Questionable Prior Arts

DAOs, DTOs, Active Records

Object-Relational Mappers

BO-centric Frameworks

... which bypass or are in conflict with CAP's key design principles, for example:

  • ORM techniques like Spring repositories
  • Active Records, DAOs

These would be in conflict with CAP's focus on stateless services processing passive data, as well as with the querying-based approach to read and write data.

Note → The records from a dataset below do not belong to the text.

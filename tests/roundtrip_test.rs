use proptest::prelude::*;

use scenebin::parts::{
    Actor, MapPiece, PartsRegistry, Prop, SoundRegion, WorldKind, PARTS_CONTAINER,
    REGIONS_CONTAINER,
};
use scenebin::{
    BaseData, Container, DrawGroups, FormatError, Record, Reference, Scene, Shape, ShapeRule,
    TypeDataRule, VariantRegistry,
};

fn record(name: &str, payload: WorldKind) -> Record<WorldKind> {
    let reg = PartsRegistry;
    let layout = reg.layout(reg.discriminator_of(&payload)).unwrap();
    Record {
        name: name.to_string(),
        id: 0,
        base: BaseData::default(),
        groups: layout.extra_base_block.then(DrawGroups::default),
        shape: match layout.shape {
            ShapeRule::Always => Some(Shape::Point),
            _ => None,
        },
        type_data_present: matches!(
            layout.type_data,
            TypeDataRule::Always | TypeDataRule::Flagged
        ),
        payload,
    }
}

fn sample_scene(version: u32) -> Scene<WorldKind> {
    let mut scene = Scene::new(version);

    let mut parts = Container::new(PARTS_CONTAINER);
    parts.records.push(record(
        "m0000",
        WorldKind::MapPiece(MapPiece { lod_bias: 1.5, tint: 0xFFEE_DDCC }),
    ));
    parts.records.push(record(
        "crate0",
        WorldKind::Prop(Prop { attach: Reference::Index(0), break_stage: 2 }),
    ));
    parts.records.push(record(
        "soldier",
        WorldKind::Actor(Actor { collision: Reference::Index(0), think_id: 110, talk_id: -1 }),
    ));
    parts.records.push(record("start", WorldKind::PlayerStart));

    let mut regions = Container::new(REGIONS_CONTAINER);
    let mut ambience = record(
        "ambience",
        WorldKind::SoundRegion(SoundRegion { bank: 3, volume: 0.8 }),
    );
    ambience.shape = Some(Shape::Sphere { radius: 4.0 });
    regions.records.push(ambience);
    regions.records.push(record("trigger", WorldKind::TriggerRegion));

    scene.containers.push(parts);
    scene.containers.push(regions);
    scene
}

#[test]
fn test_write_parse_preserves_model() {
    let scene = sample_scene(2);
    let bytes = scene.write(&PartsRegistry).unwrap();
    let parsed = Scene::parse(&bytes, &PartsRegistry).unwrap();
    assert_eq!(parsed, scene);
}

#[test]
fn test_byte_roundtrip_identity() {
    let scene = sample_scene(2);
    let bytes = scene.write(&PartsRegistry).unwrap();
    let parsed = Scene::parse(&bytes, &PartsRegistry).unwrap();
    let rewritten = parsed.write(&PartsRegistry).unwrap();
    assert_eq!(bytes, rewritten, "re-serialization must be byte-identical");
}

#[test]
fn test_legacy_version_roundtrip() {
    // Version 1: anchor-relative type-name offsets, 4-byte name alignment,
    // and the spurious zero-length placeholder block after each type name.
    let scene = sample_scene(1);
    let bytes = scene.write(&PartsRegistry).unwrap();
    let parsed = Scene::parse(&bytes, &PartsRegistry).unwrap();
    assert_eq!(parsed, scene);
    assert_eq!(bytes, parsed.write(&PartsRegistry).unwrap());
}

#[test]
fn test_big_endian_roundtrip() {
    let mut scene = sample_scene(2);
    scene.header.flags = [1, 0, 0, 0];
    let bytes = scene.write(&PartsRegistry).unwrap();
    let parsed = Scene::parse(&bytes, &PartsRegistry).unwrap();
    assert_eq!(parsed, scene);
    assert_eq!(bytes, parsed.write(&PartsRegistry).unwrap());
}

#[test]
fn test_empty_containers() {
    let mut scene = Scene::new(2);
    scene.containers.push(Container::new(PARTS_CONTAINER));
    scene.containers.push(Container::new(REGIONS_CONTAINER));
    let bytes = scene.write(&PartsRegistry).unwrap();

    // PARTS container starts right after the 16-byte file header.
    // An empty container still declares one offset: its own type-name slot.
    let count_plus_one = u32::from_le_bytes(bytes[20..24].try_into().unwrap());
    assert_eq!(count_plus_one, 1);

    // Type name is stored absolute in version 2, directly after the
    // header fields at byte 40.
    let name_offset = u64::from_le_bytes(bytes[24..32].try_into().unwrap());
    assert_eq!(name_offset, 40);

    // The next-container offset points immediately past the padded name.
    let next = u64::from_le_bytes(bytes[32..40].try_into().unwrap());
    assert_eq!(next, 56);

    let parsed = Scene::parse(&bytes, &PartsRegistry).unwrap();
    assert_eq!(parsed, scene);
}

#[test]
fn test_unknown_discriminator_is_fatal() {
    let scene = sample_scene(2);
    let mut bytes = scene.write(&PartsRegistry).unwrap();

    // First record offset lives at byte 32 of the PARTS container header;
    // the discriminator sits 8 bytes into the record.
    let rec0 = u64::from_le_bytes(bytes[32..40].try_into().unwrap()) as usize;
    bytes[rec0 + 8..rec0 + 12].copy_from_slice(&999u32.to_le_bytes());

    match Scene::parse(&bytes, &PartsRegistry) {
        Err(FormatError::UnsupportedVariant { discriminator, position, family }) => {
            assert_eq!(discriminator, 999);
            assert_eq!(position, rec0 as u64);
            assert_eq!(family, "record");
        }
        other => panic!("expected UnsupportedVariant, got {other:?}"),
    }
}

#[test]
fn test_container_type_name_mismatch() {
    let scene = sample_scene(2);
    let mut bytes = scene.write(&PartsRegistry).unwrap();

    // Corrupt the second UTF-16 unit of the PARTS type name.
    let name_pos = u64::from_le_bytes(bytes[24..32].try_into().unwrap()) as usize;
    bytes[name_pos + 2] = b'X';

    assert!(matches!(
        Scene::parse(&bytes, &PartsRegistry),
        Err(FormatError::StructuralMismatch { context: "container type name", .. })
    ));
}

#[test]
fn test_bad_magic_is_rejected() {
    let scene = sample_scene(2);
    let mut bytes = scene.write(&PartsRegistry).unwrap();
    bytes[0] = b'Z';
    assert!(matches!(
        Scene::parse(&bytes, &PartsRegistry),
        Err(FormatError::StructuralMismatch { position: 0, .. })
    ));
}

#[test]
fn test_absent_flagged_block_roundtrips() {
    let mut scene = sample_scene(2);
    // Strip the prop's optional type block; its payload reverts to defaults.
    {
        let parts = scene.container_mut(PARTS_CONTAINER).unwrap();
        let prop = &mut parts.records[1];
        prop.type_data_present = false;
        prop.payload = WorldKind::Prop(Prop::default());
    }
    let bytes = scene.write(&PartsRegistry).unwrap();
    let parsed = Scene::parse(&bytes, &PartsRegistry).unwrap();
    assert_eq!(parsed, scene);
    assert!(!parsed.container(PARTS_CONTAINER).unwrap().records[1].type_data_present);
    assert_eq!(bytes, parsed.write(&PartsRegistry).unwrap());
}

#[test]
fn test_on_disk_roundtrip() {
    let temp = tempfile::NamedTempFile::new().unwrap();
    let scene = sample_scene(2);
    std::fs::write(temp.path(), scene.write(&PartsRegistry).unwrap()).unwrap();

    let bytes = std::fs::read(temp.path()).unwrap();
    let parsed = Scene::parse(&bytes, &PartsRegistry).unwrap();
    assert_eq!(parsed, scene);
}

#[test]
fn test_json_dump_is_valid() {
    let scene = sample_scene(2);
    let json = scene.to_json().unwrap();
    let value: serde_json::Value = serde_json::from_str(&json).unwrap();
    assert_eq!(value["containers"][0]["name"], "PARTS");
    assert_eq!(value["containers"][0]["records"][0]["name"], "m0000");
}

proptest! {
    #[test]
    fn prop_parse_arbitrary_bytes_never_panics(bytes in prop::collection::vec(any::<u8>(), 0..1024)) {
        let _ = Scene::parse(&bytes, &PartsRegistry);
    }

    #[test]
    fn prop_parse_flipped_byte_never_panics(pos in 0usize..64, val in any::<u8>()) {
        let mut bytes = sample_scene(2).write(&PartsRegistry).unwrap();
        let pos = pos % bytes.len();
        bytes[pos] = val;
        let _ = Scene::parse(&bytes, &PartsRegistry);
    }

    #[test]
    fn prop_truncated_header_is_rejected(cut in 0usize..16) {
        let bytes = sample_scene(2).write(&PartsRegistry).unwrap();
        prop_assert!(Scene::parse(&bytes[..cut], &PartsRegistry).is_err());
    }
}

#[test]
fn test_out_of_order_containers_rejected_at_write() {
    let mut scene = sample_scene(2);
    scene.containers.swap(0, 1);
    assert!(matches!(
        scene.write(&PartsRegistry),
        Err(FormatError::InternalConsistency(_))
    ));
}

Determinations & Validations

  • This might be a special thing if you come from a background where these terms were prominently positioned, accompanied by corresponding frameworks.
  • Quite likely that is an SAP background, as we didn't find the term "determination" used outside of these SAP circles in that context.
  • CAP is actually an offspring of a performance firefighting taskforce project, which identified such frameworks and their overly fragmented and fine-granular element level approach as one of a few root causes for framework-induced performance overheads.
  • Hence CAP intentionally does not offer element-level call-level validation or determination framework, and strongly discourages combining your use of CAP with such.
  • CAP does provide declarative element-level validations though → these are advisable, as we can optimize the implementations behind the scenes, which is just not possible in the imperative call-level frameworks.

Sticking to DIY (or NIH)

Such as...

  • Low-level http or OData requests
  • Low-level integration with message brokers
  • Database-specific things without need
  • Non-CAP client libraries for BTP services

Doing so would spoil the party, for example regarding rapid local development at minimized costs, fast test pipelines, and late-cut µ services. It would also expose your projects to risks of disruptions by changes in those rather volatile technologies.

Always done it this way

  • and CAP is different... for a reason, or more... ;-)

Abstracting from CAP

  • CAP already provides abstractions from the underlying database, the protocols, the deployment target, the client technology, and more.
  • CAP is also an implementation of Hexagonal Architecture, which is an abstraction of the same kind.
  • So, abstracting from CAP would be abstracting from an abstraction, which is a bad idea in general, and certainly will ensure that you won't benefit from the full power of CAP, any longer.

Squared Hexagons

  • As documented in the best practices guide, CAP is not only very much in line with Hexagonal Architecture, it actually is an implementation of it.
  • So there's little need to invest into the outer hexagon → focus on the inner one
  • Yet, we saw projects insisting on doing Hexagonal Architecture their own way, or maybe the very way that was discussed in some other paper, done with some other framework ...
  • ... Hexagonal Arch ** 2 = ?

Same for DDD...

  • Focus on Domain is exactly what domain-driven design is also striving for... and there are some many commonalities in concepts and approaches.
  • Yet, we saw projects insisting on doing DDD a very specific way, for example using Active Records, Spring repositories, etc.... → things we list as bad practices above

Code Generators

The Swagger Textbook

Alternative frameworks or toolsets follow code generation approaches. Swagger does so for example: One write OpenAPI documents in YAML in the Swagger Editor, and have a server package generated, for example for Node.js, which, as the included readme tells us "... leverages the mega-awesome swagger-tools middleware which does most all the work." → it does so as follows:

Feature Swagger CAP
Lines of code for service definition ~555{.h3}{.red} ~11{.h3} {.green}
Lines of code for implementation ~500{.h3} {.red} 0{.h3} {.green}
Size of framework library 16 MB {.red} 10 MB {.green}
CRUDQ served on DB, including...
Deep Reads & Writes
Deep Hierarchies
Aggregations
Pagination
Sorting
Search
Filtering
Primary Keys
Access Control
Localized Data
Managed Data
Media Data
Temporal Data
Fiori Draft Handling
Exclusive Locking
Conflict Detection (via ETags)
Data Replication (upcoming)
Data Privacy
...

While code generators also have you writing less code yourself, the code is still there (to cover all that CAP covers, we could extrapolate the 500 lines of code to end up in ~5,000, maybe 50,000 ...?). To mention only the most critical consequence out of this: No single points to fix, as you simply can't fix code generated in the past.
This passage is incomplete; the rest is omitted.